ヨーロッパのワインと中国料理を合わせる

中国料理と言えば、ビールや紹興酒を注文する人は多い。だが敢えてワインを飲んでみると、これが非常に合うのだ。ワインをひいきして言っているのではない。生産者の代表が、わざわざ日本にやって来て「ぜひ試してみて下さいね!」と言っているのだ。
左からヴェスピサー氏、アウメスケットさん、バラ氏

今回EUとも協力して来日したのは、アルザスワイン委員会・会長のジョルジュ・ヴェスピサー氏、コート・デュ・ローヌワイン委員会・事務理事のパスカル・バラ氏、そしてスペインの酒精強化ワイン、シェリー生産地呼称統制委員会からはカルメン・アウメスケットさんである。
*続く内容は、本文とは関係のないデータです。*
use serde::{Deserialize, Serialize};
use std::fmt;

/// Terrain kind of a single tile.
///
/// The generator only emits the four canonical kinds. `Trail` and `Mana`
/// exist only in custom worlds.
#[derive(Debug, Clone, Copy, PartialEq, Eq, Hash, PartialOrd, Ord, Serialize, Deserialize)]
#[serde(rename_all = "lowercase")]
pub enum TileType {
    Grass,
    Water,
    Wall,
    Cave,
    Trail,
    Mana,
}

impl TileType {
    /// Every tile kind, in declaration order.
    pub const ALL: [TileType; 6] = [
        TileType::Grass,
        TileType::Water,
        TileType::Wall,
        TileType::Cave,
        TileType::Trail,
        TileType::Mana,
    ];

    /// The kinds a generation config must assign percentages to.
    pub const CANONICAL: [TileType; 4] = [
        TileType::Grass,
        TileType::Water,
        TileType::Wall,
        TileType::Cave,
    ];

    /// Lowercase name used in configs and world documents.
    pub fn name(self) -> &'static str {
        match self {
            TileType::Grass => "grass",
            TileType::Water => "water",
            TileType::Wall => "wall",
            TileType::Cave => "cave",
            TileType::Trail => "trail",
            TileType::Mana => "mana",
        }
    }

    /// Case-insensitive lookup by name.
    pub fn from_name(name: &str) -> Option<Self> {
        Self::ALL
            .into_iter()
            .find(|t| t.name().eq_ignore_ascii_case(name.trim()))
    }

    /// Decode a legacy `mapData` cell value.
    ///
    /// `0` is an empty cell and yields `None`. Values outside the table fall
    /// back to grass.
    pub fn from_map_code(code: i64) -> Option<Self> {
        match code {
            0 => None,
            1 => Some(TileType::Grass),
            2 => Some(TileType::Water),
            3 => Some(TileType::Trail),
            4 => Some(TileType::Cave),
            5 => Some(TileType::Mana),
            _ => Some(TileType::Grass),
        }
    }

    /// Flat color drawn when no texture is available.
    pub fn fallback_color(self) -> Rgb {
        match self {
            TileType::Grass => Rgb::new(0x4a, 0x7c, 0x3f),
            TileType::Water => Rgb::new(0x3a, 0x6e, 0xc4),
            TileType::Wall => Rgb::new(0x6b, 0x6b, 0x6b),
            TileType::Cave => Rgb::new(0x3b, 0x2f, 0x2a),
            TileType::Trail => Rgb::new(0xb5, 0x98, 0x66),
            TileType::Mana => Rgb::new(0x8c, 0x52, 0xff),
        }
    }

    /// Whether an actor may stand on this tile.
    pub fn is_walkable(self) -> bool {
        !matches!(self, TileType::Wall | TileType::Water)
    }
}

impl fmt::Display for TileType {
    fn fmt(&self, f: &mut fmt::Formatter<'_>) -> fmt::Result {
        f.write_str(self.name())
    }
}

/// Error from parsing a `#rrggbb` color string.
#[derive(Debug, Clone, PartialEq, Eq, thiserror::Error)]
#[error("invalid color {0:?}: expected #rrggbb")]
pub struct ColorParseError(pub String);

/// 8-bit RGB color.
#[derive(Debug, Clone, Copy, PartialEq, Eq, Hash, Serialize, Deserialize)]
pub struct Rgb {
    pub r: u8,
    pub g: u8,
    pub b: u8,
}

impl Rgb {
    pub const fn new(r: u8, g: u8, b: u8) -> Self {
        Self { r, g, b }
    }

    /// Parse `#rrggbb` (the leading `#` is optional).
    pub fn parse_hex(s: &str) -> Result<Self, ColorParseError> {
        let hex = s.trim().trim_start_matches('#');
        if hex.len() != 6 || !hex.is_ascii() {
            return Err(ColorParseError(s.to_string()));
        }
        let channel = |i: usize| {
            u8::from_str_radix(&hex[i..i + 2], 16).map_err(|_| ColorParseError(s.to_string()))
        };
        Ok(Self::new(channel(0)?, channel(2)?, channel(4)?))
    }

    /// Attach an alpha channel.
    pub fn with_alpha(self, a: f32) -> Rgba {
        Rgba {
            r: self.r,
            g: self.g,
            b: self.b,
            a: a.clamp(0.0, 1.0),
        }
    }
}

impl fmt::Display for Rgb {
    fn fmt(&self, f: &mut fmt::Formatter<'_>) -> fmt::Result {
        write!(f, "#{:02x}{:02x}{:02x}", self.r, self.g, self.b)
    }
}

/// RGB color with a floating alpha in `[0, 1]`, used for overlays.
#[derive(Debug, Clone, Copy, PartialEq, Serialize, Deserialize)]
pub struct Rgba {
    pub r: u8,
    pub g: u8,
    pub b: u8,
    pub a: f32,
}

#[cfg(test)]
mod tests {
    use super::*;

    #[test]
    fn map_codes_follow_legacy_table() {
        assert_eq!(TileType::from_map_code(0), None);
        assert_eq!(TileType::from_map_code(1), Some(TileType::Grass));
        assert_eq!(TileType::from_map_code(2), Some(TileType::Water));
        assert_eq!(TileType::from_map_code(3), Some(TileType::Trail));
        assert_eq!(TileType::from_map_code(4), Some(TileType::Cave));
        assert_eq!(TileType::from_map_code(5), Some(TileType::Mana));
    }

    #[test]
    fn unknown_map_codes_fall_back_to_grass() {
        assert_eq!(TileType::from_map_code(6), Some(TileType::Grass));
        assert_eq!(TileType::from_map_code(-3), Some(TileType::Grass));
    }

    #[test]
    fn names_round_trip_case_insensitively() {
        for t in TileType::ALL {
            assert_eq!(TileType::from_name(t.name()), Some(t));
        }
        assert_eq!(TileType::from_name("WATER"), Some(TileType::Water));
        assert_eq!(TileType::from_name("lava"), None);
    }

    #[test]
    fn serde_uses_lowercase_names() {
        let json = serde_json::to_string(&TileType::Cave).unwrap();
        assert_eq!(json, "\"cave\"");
    }

    #[test]
    fn walls_and_water_block_movement() {
        assert!(!TileType::Wall.is_walkable());
        assert!(!TileType::Water.is_walkable());
        assert!(TileType::Trail.is_walkable());
    }

    #[test]
    fn parse_hex_color() {
        assert_eq!(Rgb::parse_hex("#ff8000").unwrap(), Rgb::new(255, 128, 0));
        assert_eq!(Rgb::parse_hex("00ff00").unwrap(), Rgb::new(0, 255, 0));
        assert!(Rgb::parse_hex("#fff").is_err());
        assert!(Rgb::parse_hex("#gg0000").is_err());
    }

    #[test]
    fn display_is_lowercase_hex() {
        assert_eq!(Rgb::new(10, 171, 255).to_string(), "#0aabff");
    }

    #[test]
    fn alpha_is_clamped() {
        assert_eq!(Rgb::new(0, 0, 0).with_alpha(1.5).a, 1.0);
        assert_eq!(Rgb::new(0, 0, 0).with_alpha(-0.5).a, 0.0);
    }
}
彼らを迎えて新高輪プリンスホテル『桃李』の北京料理に、下記6種類のワインを合わせて試した。

■ アルザス
1.白 リースリング アンドロー 2004年 (マルク・クライデンヴァイス)
2.白 ゲヴュルツトラミネール キュヴェ・パティキュリエール 2004年 (ロレンツ)
■ ローヌ 
3.赤 コート・デュ・ローヌ パラレル45 2003年 (ポール・ジャブレ・エネ)
4.赤 コート・デュ・ローヌ・ヴィラージュ 2003年 (アラン・ジョーム)
■ シェリー
5.白 フィノ フィノ・デル・プエルト (ホセ・デ・ラ・クエスタ)
6.白 オロロッソ・セコ ナポレオン ラ・ヒターナ (イダルゴ)


料理にワインを合わせる


前菜 個々盛り
さて、前菜は爽やかに始めたい。味の濃いアイテムもあるが、量的にミニサイズである。やはりアルザスのリースリング、爽やかな酸味とブドウのフレッシュなアロマがいい。それともシェリーであれば、これはフィノに限る。ざっくりとしたそれでいて新鮮な刺激が食欲をそそる。

大海老のチリソース
肉厚の海老を揚げてチリソースを絡めたものである。この甘辛いソースには、ゲヴュルツトラミネールのスパイス香やほのかな甘みが断然しっくりくる。おまけに油分やコクもあるので、ゲヴュルツのたっぷりしたエキスや香り、アルコール分がよく釣り合う。

真鯛のステーキ XO醤風味
旨味のある真鯛をさくっと焼き上げた切り身に、XO醤が入った少し濃い目のソースがかかっている。オロロッソのカラメル的な風味で合わせるか、グルナシュ主体のコート・デュ・ローヌを少し飲んで口中をすすぐといったところか。